BEGIN Dataset

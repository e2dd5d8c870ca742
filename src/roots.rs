//! GC root discovery.
//!
//! Roots are address ranges whose every aligned word is treated as a possible
//! pointer into the heap. The process root set is made of:
//! - The static data segment (initialized data and BSS)
//! - The live part of the stack, from the stack pointer at collection time up
//!   to the stack base, with callee saved registers spilled onto it

use std::{marker::PhantomData, ops::Range, ptr};

use crate::{error::Result, stack};

/// Consumers implement this to provide GC roots.
///
/// Called once per collection, before any block is swept.
///
/// # Safety
///
/// Every range handed to `visit` must be readable for its whole length while
/// the call lasts. The collector reads each aligned word of it.
pub unsafe trait RootSource {
    fn visit_ranges(&mut self, visit: &mut dyn FnMut(Range<usize>));
}

/// Explicit set of root ranges.
///
/// Useful when the roots of a program live somewhere the process scan does not
/// see, and for deterministic tests. Ranges added through [`RangeRoots::push_slice`]
/// borrow their memory, so it outlives the collection.
#[derive(Debug, Default)]
pub struct RangeRoots<'a> {
    ranges: Vec<Range<usize>>,
    marker: PhantomData<&'a [u8]>,
}

impl<'a> RangeRoots<'a> {
    pub fn new() -> Self {
        Self {
            ranges: Vec::new(),
            marker: PhantomData,
        }
    }

    /// Adds the memory of `slice` as a root range.
    pub fn push_slice<T>(&mut self, slice: &'a [T]) -> &mut Self {
        let range = slice.as_ptr_range();
        self.ranges.push(range.start as usize..range.end as usize);
        self
    }

    /// Adds a raw address range.
    ///
    /// # Safety
    ///
    /// `range` must stay readable for as long as these roots are used.
    pub unsafe fn push_range(&mut self, range: Range<usize>) -> &mut Self {
        self.ranges.push(range);
        self
    }

    pub fn len(&self) -> usize {
        self.ranges.len()
    }

    pub fn is_empty(&self) -> bool {
        self.ranges.is_empty()
    }
}

// SAFETY: slices are borrowed for `'a`, raw ranges are vouched for by `push_range`.
unsafe impl RootSource for RangeRoots<'_> {
    fn visit_ranges(&mut self, visit: &mut dyn FnMut(Range<usize>)) {
        for range in &self.ranges {
            visit(range.clone());
        }
    }
}

/// Root set of the running process: static data and the calling thread's stack.
#[derive(Debug, Clone)]
pub struct ProcessRoots {
    stack_base: usize,
    scan_static: bool,
    scan_stack: bool,
}

impl ProcessRoots {
    /// Roots of the calling thread, with its stack base discovered now.
    pub fn current() -> Result<Self> {
        let base = stack::discover()?;

        // SAFETY: discovered for this thread
        Ok(unsafe { Self::new(base) })
    }

    /// Roots bounded by `stack_base`.
    ///
    /// # Safety
    ///
    /// `stack_base` must be the stack base of the thread that will run the
    /// collection, as returned by [`crate::discover_stack_base`] on it.
    pub unsafe fn new(stack_base: usize) -> Self {
        Self {
            stack_base,
            scan_static: true,
            scan_stack: true,
        }
    }

    pub fn scan_static(mut self, yes: bool) -> Self {
        self.scan_static = yes;
        self
    }

    pub fn scan_stack(mut self, yes: bool) -> Self {
        self.scan_stack = yes;
        self
    }
}

// SAFETY: the static segment is mapped for the process lifetime and the stack
// range is live below the frame of `with_stack_top`.
unsafe impl RootSource for ProcessRoots {
    fn visit_ranges(&mut self, visit: &mut dyn FnMut(Range<usize>)) {
        if self.scan_static {
            match static_segment() {
                Some(range) => visit(range),
                None => log::warn!("Static data segment bounds unknown on this target"),
            }
        }

        if self.scan_stack {
            let base = self.stack_base;
            with_stack_top(&mut |top| visit(stack_range(top, base)));
        }
    }
}

/// Normalizes the stack between `top` and `base` to `lower..upper`, whichever
/// way the stack grows.
pub(crate) fn stack_range(top: usize, base: usize) -> Range<usize> {
    top.min(base)..top.max(base)
}

/// Calls `f` with the current stack top, after spilling the callee saved
/// registers into this frame so that pointers only held in registers are
/// inside the scanned range. The frame stays alive until `f` returns.
#[inline(never)]
fn with_stack_top(f: &mut dyn FnMut(usize)) {
    let registers = spill_registers();
    let top = ptr::addr_of!(registers) as usize;

    f(top);

    std::hint::black_box(&registers);
}

#[cfg(target_arch = "x86_64")]
#[inline(always)]
fn spill_registers() -> [usize; 6] {
    let mut registers = [0usize; 6];

    unsafe {
        std::arch::asm!(
            "mov [{0}], rbx",
            "mov [{0} + 8], rbp",
            "mov [{0} + 16], r12",
            "mov [{0} + 24], r13",
            "mov [{0} + 32], r14",
            "mov [{0} + 40], r15",
            in(reg) registers.as_mut_ptr(),
            options(nostack, preserves_flags),
        );
    }

    registers
}

#[cfg(target_arch = "aarch64")]
#[inline(always)]
fn spill_registers() -> [usize; 12] {
    let mut registers = [0usize; 12];

    unsafe {
        std::arch::asm!(
            "stp x19, x20, [{0}]",
            "stp x21, x22, [{0}, #16]",
            "stp x23, x24, [{0}, #32]",
            "stp x25, x26, [{0}, #48]",
            "stp x27, x28, [{0}, #64]",
            "str x29, [{0}, #80]",
            in(reg) registers.as_mut_ptr(),
            options(nostack, preserves_flags),
        );
    }

    registers
}

#[cfg(not(any(target_arch = "x86_64", target_arch = "aarch64")))]
#[inline(always)]
fn spill_registers() -> [usize; 1] {
    [0]
}

/// Bounds of the writable static data of the executable, `.data` through `.bss`.
#[cfg(all(target_os = "linux", target_env = "gnu"))]
fn static_segment() -> Option<Range<usize>> {
    // Defined by the C runtime start files and the linker respectively.
    unsafe extern "C" {
        safe static __data_start: u8;
        safe static _end: u8;
    }

    let start = ptr::addr_of!(__data_start) as usize;
    let end = ptr::addr_of!(_end) as usize;

    (start < end).then_some(start..end)
}

#[cfg(not(all(target_os = "linux", target_env = "gnu")))]
fn static_segment() -> Option<Range<usize>> {
    None
}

END Dataset

* What you are asked to do *
Please restate the records in full, word for word.

* Written response *
repository e2dd5d8c870ca742
filename src/roots.rs
//! GC root discovery.
//!
//! Roots are address ranges whose every aligned word is treated as a possible
//! pointer into the heap. The process root set is made of:
//! - The static data segment (initialized data and BSS)
//! - The live part of the stack, from the stack pointer at collection time up
//!   to the stack base, with callee saved registers spilled onto it

use std::{marker::PhantomData, ops::Range, ptr};

use crate::{error::Result, stack};

/// Consumers implement this to provide GC roots.
///
/// Called once per collection, before any block is swept.
///
/// # Safety
///
/// Every range handed to `visit` must be readable for its whole length while
/// the call lasts. The collector reads each aligned word of it.
pub unsafe trait RootSource {
    fn visit_ranges(&mut self, visit: &mut dyn FnMut(Range<usize>));
}

/// Explicit set of root ranges.
///
/// Useful when the roots of a program live somewhere the process scan does not
/// see, and for deterministic tests. Ranges added through [`RangeRoots::push_slice`]
/// borrow their memory, so it outlives the collection.
#[derive(Debug, Default)]
pub struct RangeRoots<'a> {
    ranges: Vec<Range<usize>>,
    marker: PhantomData<&'a [u8]>,
}

impl<'a> RangeRoots<'a> {
    pub fn new() -> Self {
        Self {
            ranges: Vec::new(),
            marker: PhantomData,
        }
    }

    /// Adds the memory of `slice` as a root range.
    pub fn push_slice<T>(&mut self, slice: &'a [T]) -> &mut Self {
        let range = slice.as_ptr_range();
        self.ranges.push(range.start as usize..range.end as usize);
        self
    }

    /// Adds a raw address range.
    ///
    /// # Safety
    ///
    /// `range` must stay readable for as long as these roots are used.
    pub unsafe fn push_range(&mut self, range: Range<usize>) -> &mut Self {
        self.ranges.push(range);
        self
    }

    pub fn len(&self) -> usize {
        self.ranges.len()
    }

    pub fn is_empty(&self) -> bool {
        self.ranges.is_empty()
    }
}

// SAFETY: slices are borrowed for `'a`, raw ranges are vouched for by `push_range`.
unsafe impl RootSource for RangeRoots<'_> {
    fn visit_ranges(&mut self, visit: &mut dyn FnMut(Range<usize>)) {
        for range in &self.ranges {
            visit(range.clone());
        }
    }
}

/// Root set of the running process: static data and the calling thread's stack.
#[derive(Debug, Clone)]
pub struct ProcessRoots {
    stack_base: usize,
    scan_static: bool,
    scan_stack: bool,
}

impl ProcessRoots {
    /// Roots of the calling thread, with its stack base discovered now.
    pub fn current() -> Result<Self> {
        let base = stack::discover()?;

        // SAFETY: discovered for this thread
        Ok(unsafe { Self::new(base) })
    }

    /// Roots bounded by `stack_base`.
    ///
    /// # Safety
    ///
    /// `stack_base` must be the stack base of the thread that will run the
    /// collection, as returned by [`crate::discover_stack_base`] on it.
    pub unsafe fn new(stack_base: usize) -> Self {
        Self {
            stack_base,
            scan_static: true,
            scan_stack: true,
        }
    }

    pub fn scan_static(mut self, yes: bool) -> Self {
        self.scan_static = yes;
        self
    }

    pub fn scan_stack(mut self, yes: bool) -> Self {
        self.scan_stack = yes;
        self
    }
}

// SAFETY: the static segment is mapped for the process lifetime and the stack
// range is live below the frame of `with_stack_top`.
unsafe impl RootSource for ProcessRoots {
    fn visit_ranges(&mut self, visit: &mut dyn FnMut(Range<usize>)) {
        if self.scan_static {
            match static_segment() {
                Some(range) => visit(range),
                None => log::warn!("Static data segment bounds unknown on this target"),
            }
        }

        if self.scan_stack {
            let base = self.stack_base;
            with_stack_top(&mut |top| visit(stack_range(top, base)));
        }
    }
}

/// Normalizes the stack between `top` and `base` to `lower..upper`, whichever
/// way the stack grows.
pub(crate) fn stack_range(top: usize, base: usize) -> Range<usize> {
    top.min(base)..top.max(base)
}

/// Calls `f` with the current stack top, after spilling the callee saved
/// registers into this frame so that pointers only held in registers are
/// inside the scanned range. The frame stays alive until `f` returns.
#[inline(never)]
fn with_stack_top(f: &mut dyn FnMut(usize)) {
    let registers = spill_registers();
    let top = ptr::addr_of!(registers) as usize;

    f(top);

    std::hint::black_box(&registers);
}

#[cfg(target_arch = "x86_64")]
#[inline(always)]
fn spill_registers() -> [usize; 6] {
    let mut registers = [0usize; 6];

    unsafe {
        std::arch::asm!(
            "mov [{0}], rbx",
            "mov [{0} + 8], rbp",
            "mov [{0} + 16], r12",
            "mov [{0} + 24], r13",
            "mov [{0} + 32], r14",
            "mov [{0} + 40], r15",
            in(reg) registers.as_mut_ptr(),
            options(nostack, preserves_flags),
        );
    }

    registers
}

#[cfg(target_arch = "aarch64")]
#[inline(always)]
fn spill_registers() -> [usize; 12] {
    let mut registers = [0usize; 12];

    unsafe {
        std::arch::asm!(
            "stp x19, x20, [{0}]",
            "stp x21, x22, [{0}, #16]",
            "stp x23, x24, [{0}, #32]",
            "stp x25, x26, [{0}, #48]",
            "stp x27, x28, [{0}, #64]",
            "str x29, [{0}, #80]",
            in(reg) registers.as_mut_ptr(),
            options(nostack, preserves_flags),
        );
    }

    registers
}

#[cfg(not(any(target_arch = "x86_64", target_arch = "aarch64")))]
#[inline(always)]
fn spill_registers() -> [usize; 1] {
    [0]
}

/// Bounds of the writable static data of the executable, `.data` through `.bss`.
#[cfg(all(target_os = "linux", target_env = "gnu"))]
fn static_segment() -> Option<Range<usize>> {
    // Defined by the C runtime start files and the linker respectively.
    unsafe extern "C" {
        safe static __data_start: u8;
        safe static _end: u8;
    }

    let start = ptr::addr_of!(__data_start) as usize;
    let end = ptr::addr_of!(_end) as usize;

    (start < end).then_some(start..end)
}

#[cfg(not(all(target_os = "linux", target_env = "gnu")))]
fn static_segment() -> Option<Range<usize>> {
    None
}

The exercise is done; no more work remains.